Extracted data

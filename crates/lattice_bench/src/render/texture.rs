//! Texture data for the cube program
//!
//! Pixels are always RGBA8, ready for upload.

use std::path::Path;

use crate::render::{RenderError, RenderResult};

/// RGBA8 pixel data
#[derive(Debug, Clone, PartialEq, Eq)]
pub struct TextureData {
    /// Raw RGBA pixel data, row-major
    pub pixels: Vec<u8>,
    /// Width in pixels
    pub width: u32,
    /// Height in pixels
    pub height: u32,
}

impl TextureData {
    /// Load an image file and convert it to RGBA8
    pub fn from_file(path: impl AsRef<Path>) -> RenderResult<Self> {
        let path = path.as_ref();
        log::debug!("Loading texture from: {:?}", path);

        let image = image::open(path).map_err(|e| RenderError::TextureLoad {
            path: path.display().to_string(),
            reason: e.to_string(),
        })?;

        let rgba = image.to_rgba8();
        let (width, height) = rgba.dimensions();
        log::info!("Loaded texture {}x{} from {:?}", width, height, path);

        Ok(Self {
            pixels: rgba.into_raw(),
            width,
            height,
        })
    }

    /// Two-colour checkerboard with square cells of `cell` pixels
    pub fn checkerboard(size: u32, cell: u32, light: [u8; 4], dark: [u8; 4]) -> Self {
        let cell = cell.max(1);
        let mut pixels = Vec::with_capacity((size * size * 4) as usize);
        for y in 0..size {
            for x in 0..size {
                let color = if (x / cell + y / cell) % 2 == 0 { light } else { dark };
                pixels.extend_from_slice(&color);
            }
        }

        Self {
            pixels,
            width: size,
            height: size,
        }
    }

    /// Texture used when no file is configured
    pub fn default_checkerboard() -> Self {
        Self::checkerboard(64, 8, [235, 235, 235, 255], [40, 90, 200, 255])
    }

    /// Load `path` if given, otherwise generate the default checkerboard
    pub fn resolve(path: Option<&Path>) -> RenderResult<Self> {
        match path {
            Some(path) => Self::from_file(path),
            None => Ok(Self::default_checkerboard()),
        }
    }

    /// RGBA value at pixel (x, y)
    pub fn pixel(&self, x: u32, y: u32) -> Option<[u8; 4]> {
        if x >= self.width || y >= self.height {
            return None;
        }
        let start = ((y * self.width + x) * 4) as usize;
        self.pixels
            .get(start..start + 4)
            .and_then(|p| p.try_into().ok())
    }
}
//! # Lattice Bench
//!
//! A rendering micro-benchmark: draws an N×N×N lattice of textured cubes as
//! fast as possible and measures how long it takes.
//!
//! ## Features
//!
//! - **Auto-framed scene**: the lattice is centred on the origin and the
//!   camera is placed so the whole grid fills the vertical field of view
//! - **Timing harness**: FPS per one-second interval and frame-time samples,
//!   bounded by an optional time and sample budget
//! - **CSV export**: timestamped configuration, FPS and frame-time files
//! - **Pluggable platform**: headless by default, GLFW window behind the
//!   `windowed` feature
//!
//! ## Quick Start
//!
//! ```rust,no_run
//! use lattice_bench::prelude::*;
//!
//! fn main() -> Result<(), Box<dyn std::error::Error>> {
//!     let config = RunConfiguration::from_arg_string("--cube-dimension 20 --seconds 10 --record-fps")?;
//!     let engine = BenchmarkEngine::new(config)?;
//!
//!     let mut platform = HeadlessPlatform::new(800, 600);
//!     let outcome = engine.run(&mut platform, NullGraphics::new(), &SystemClock::new())?;
//!     engine.export(&outcome);
//!     Ok(())
//! }
//! ```

#![warn(missing_docs)]
#![warn(clippy::all, clippy::pedantic, clippy::nursery)]
#![allow(clippy::module_name_repetitions, clippy::similar_names, clippy::cast_precision_loss)]

pub mod foundation;
pub mod config;
pub mod render;
pub mod platform;
pub mod bench;

mod engine;

pub use engine::{BenchmarkEngine, EngineError};

/// Common imports for benchmark users
pub mod prelude {
    pub use crate::{
        BenchmarkEngine, EngineError,
        bench::{BenchmarkOutcome, ExportReport, SampleBuffers, StopReason},
        config::{CliArgs, Config, FrameTimeSampling, RunConfiguration},
        foundation::time::{FrameClock, ManualClock, SystemClock},
        platform::{GraphicsBackend, HeadlessPlatform, NullGraphics, Platform, PlatformEvent},
        render::{Camera, Lattice, Scene},
    };
}
//! Benchmark runtime
//!
//! - [`harness`]: the render loop, its budgets and interval reports
//! - [`samples`]: FPS and frame-time buffers
//! - [`session`]: asset loading and scoped graphics resources
//! - [`export`]: CSV artifacts written after the run

pub mod export;
pub mod harness;
pub mod samples;
pub mod session;

pub use export::{Artifact, ExportError, ExportReport, ResultExporter};
pub use harness::{
    BenchmarkHarness, BenchmarkOutcome, HarnessState, IntervalReport, RecordingOptions, RunBudget, StopReason,
    REPORT_INTERVAL,
};
pub use samples::SampleBuffers;
pub use session::{GraphicsSession, SceneAssets};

Work task
Once the records have been read, print them all again exactly.

Answer to the problem
filename crates/lattice_bench/src/render/texture.rs
//! Texture data for the cube program
//!
//! Pixels are always RGBA8, ready for upload.

use std::path::Path;

use crate::render::{RenderError, RenderResult};

/// RGBA8 pixel data
#[derive(Debug, Clone, PartialEq, Eq)]
pub struct TextureData {
    /// Raw RGBA pixel data, row-major
    pub pixels: Vec<u8>,
    /// Width in pixels
    pub width: u32,
    /// Height in pixels
    pub height: u32,
}

impl TextureData {
    /// Load an image file and convert it to RGBA8
    pub fn from_file(path: impl AsRef<Path>) -> RenderResult<Self> {
        let path = path.as_ref();
        log::debug!("Loading texture from: {:?}", path);

        let image = image::open(path).map_err(|e| RenderError::TextureLoad {
            path: path.display().to_string(),
            reason: e.to_string(),
        })?;

        let rgba = image.to_rgba8();
        let (width, height) = rgba.dimensions();
        log::info!("Loaded texture {}x{} from {:?}", width, height, path);

        Ok(Self {
            pixels: rgba.into_raw(),
            width,
            height,
        })
    }

    /// Two-colour checkerboard with square cells of `cell` pixels
    pub fn checkerboard(size: u32, cell: u32, light: [u8; 4], dark: [u8; 4]) -> Self {
        let cell = cell.max(1);
        let mut pixels = Vec::with_capacity((size * size * 4) as usize);
        for y in 0..size {
            for x in 0..size {
                let color = if (x / cell + y / cell) % 2 == 0 { light } else { dark };
                pixels.extend_from_slice(&color);
            }
        }

        Self {
            pixels,
            width: size,
            height: size,
        }
    }

    /// Texture used when no file is configured
    pub fn default_checkerboard() -> Self {
        Self::checkerboard(64, 8, [235, 235, 235, 255], [40, 90, 200, 255])
    }

    /// Load `path` if given, otherwise generate the default checkerboard
    pub fn resolve(path: Option<&Path>) -> RenderResult<Self> {
        match path {
            Some(path) => Self::from_file(path),
            None => Ok(Self::default_checkerboard()),
        }
    }

    /// RGBA value at pixel (x, y)
    pub fn pixel(&self, x: u32, y: u32) -> Option<[u8; 4]> {
        if x >= self.width || y >= self.height {
            return None;
        }
        let start = ((y * self.width + x) * 4) as usize;
        self.pixels
            .get(start..start + 4)
            .and_then(|p| p.try_into().ok())
    }
}
//! # Lattice Bench
//!
//! A rendering micro-benchmark: draws an N×N×N lattice of textured cubes as
//! fast as possible and measures how long it takes.
//!
//! ## Features
//!
//! - **Auto-framed scene**: the lattice is centred on the origin and the
//!   camera is placed so the whole grid fills the vertical field of view
//! - **Timing harness**: FPS per one-second interval and frame-time samples,
//!   bounded by an optional time and sample budget
//! - **CSV export**: timestamped configuration, FPS and frame-time files
//! - **Pluggable platform**: headless by default, GLFW window behind the
//!   `windowed` feature
//!
//! ## Quick Start
//!
//! ```rust,no_run
//! use lattice_bench::prelude::*;
//!
//! fn main() -> Result<(), Box<dyn std::error::Error>> {
//!     let config = RunConfiguration::from_arg_string("--cube-dimension 20 --seconds 10 --record-fps")?;
//!     let engine = BenchmarkEngine::new(config)?;
//!
//!     let mut platform = HeadlessPlatform::new(800, 600);
//!     let outcome = engine.run(&mut platform, NullGraphics::new(), &SystemClock::new())?;
//!     engine.export(&outcome);
//!     Ok(())
//! }
//! ```

#![warn(missing_docs)]
#![warn(clippy::all, clippy::pedantic, clippy::nursery)]
#![allow(clippy::module_name_repetitions, clippy::similar_names, clippy::cast_precision_loss)]

pub mod foundation;
pub mod config;
pub mod render;
pub mod platform;
pub mod bench;

mod engine;

pub use engine::{BenchmarkEngine, EngineError};

/// Common imports for benchmark users
pub mod prelude {
    pub use crate::{
        BenchmarkEngine, EngineError,
        bench::{BenchmarkOutcome, ExportReport, SampleBuffers, StopReason},
        config::{CliArgs, Config, FrameTimeSampling, RunConfiguration},
        foundation::time::{FrameClock, ManualClock, SystemClock},
        platform::{GraphicsBackend, HeadlessPlatform, NullGraphics, Platform, PlatformEvent},
        render::{Camera, Lattice, Scene},
    };
}
//! Benchmark runtime
//!
//! - [`harness`]: the render loop, its budgets and interval reports
//! - [`samples`]: FPS and frame-time buffers
//! - [`session`]: asset loading and scoped graphics resources
//! - [`export`]: CSV artifacts written after the run

pub mod export;
pub mod harness;
pub mod samples;
pub mod session;

pub use export::{Artifact, ExportError, ExportReport, ResultExporter};
pub use harness::{
    BenchmarkHarness, BenchmarkOutcome, HarnessState, IntervalReport, RecordingOptions, RunBudget, StopReason,
    REPORT_INTERVAL,
};
pub use samples::SampleBuffers;
pub use session::{GraphicsSession, SceneAssets};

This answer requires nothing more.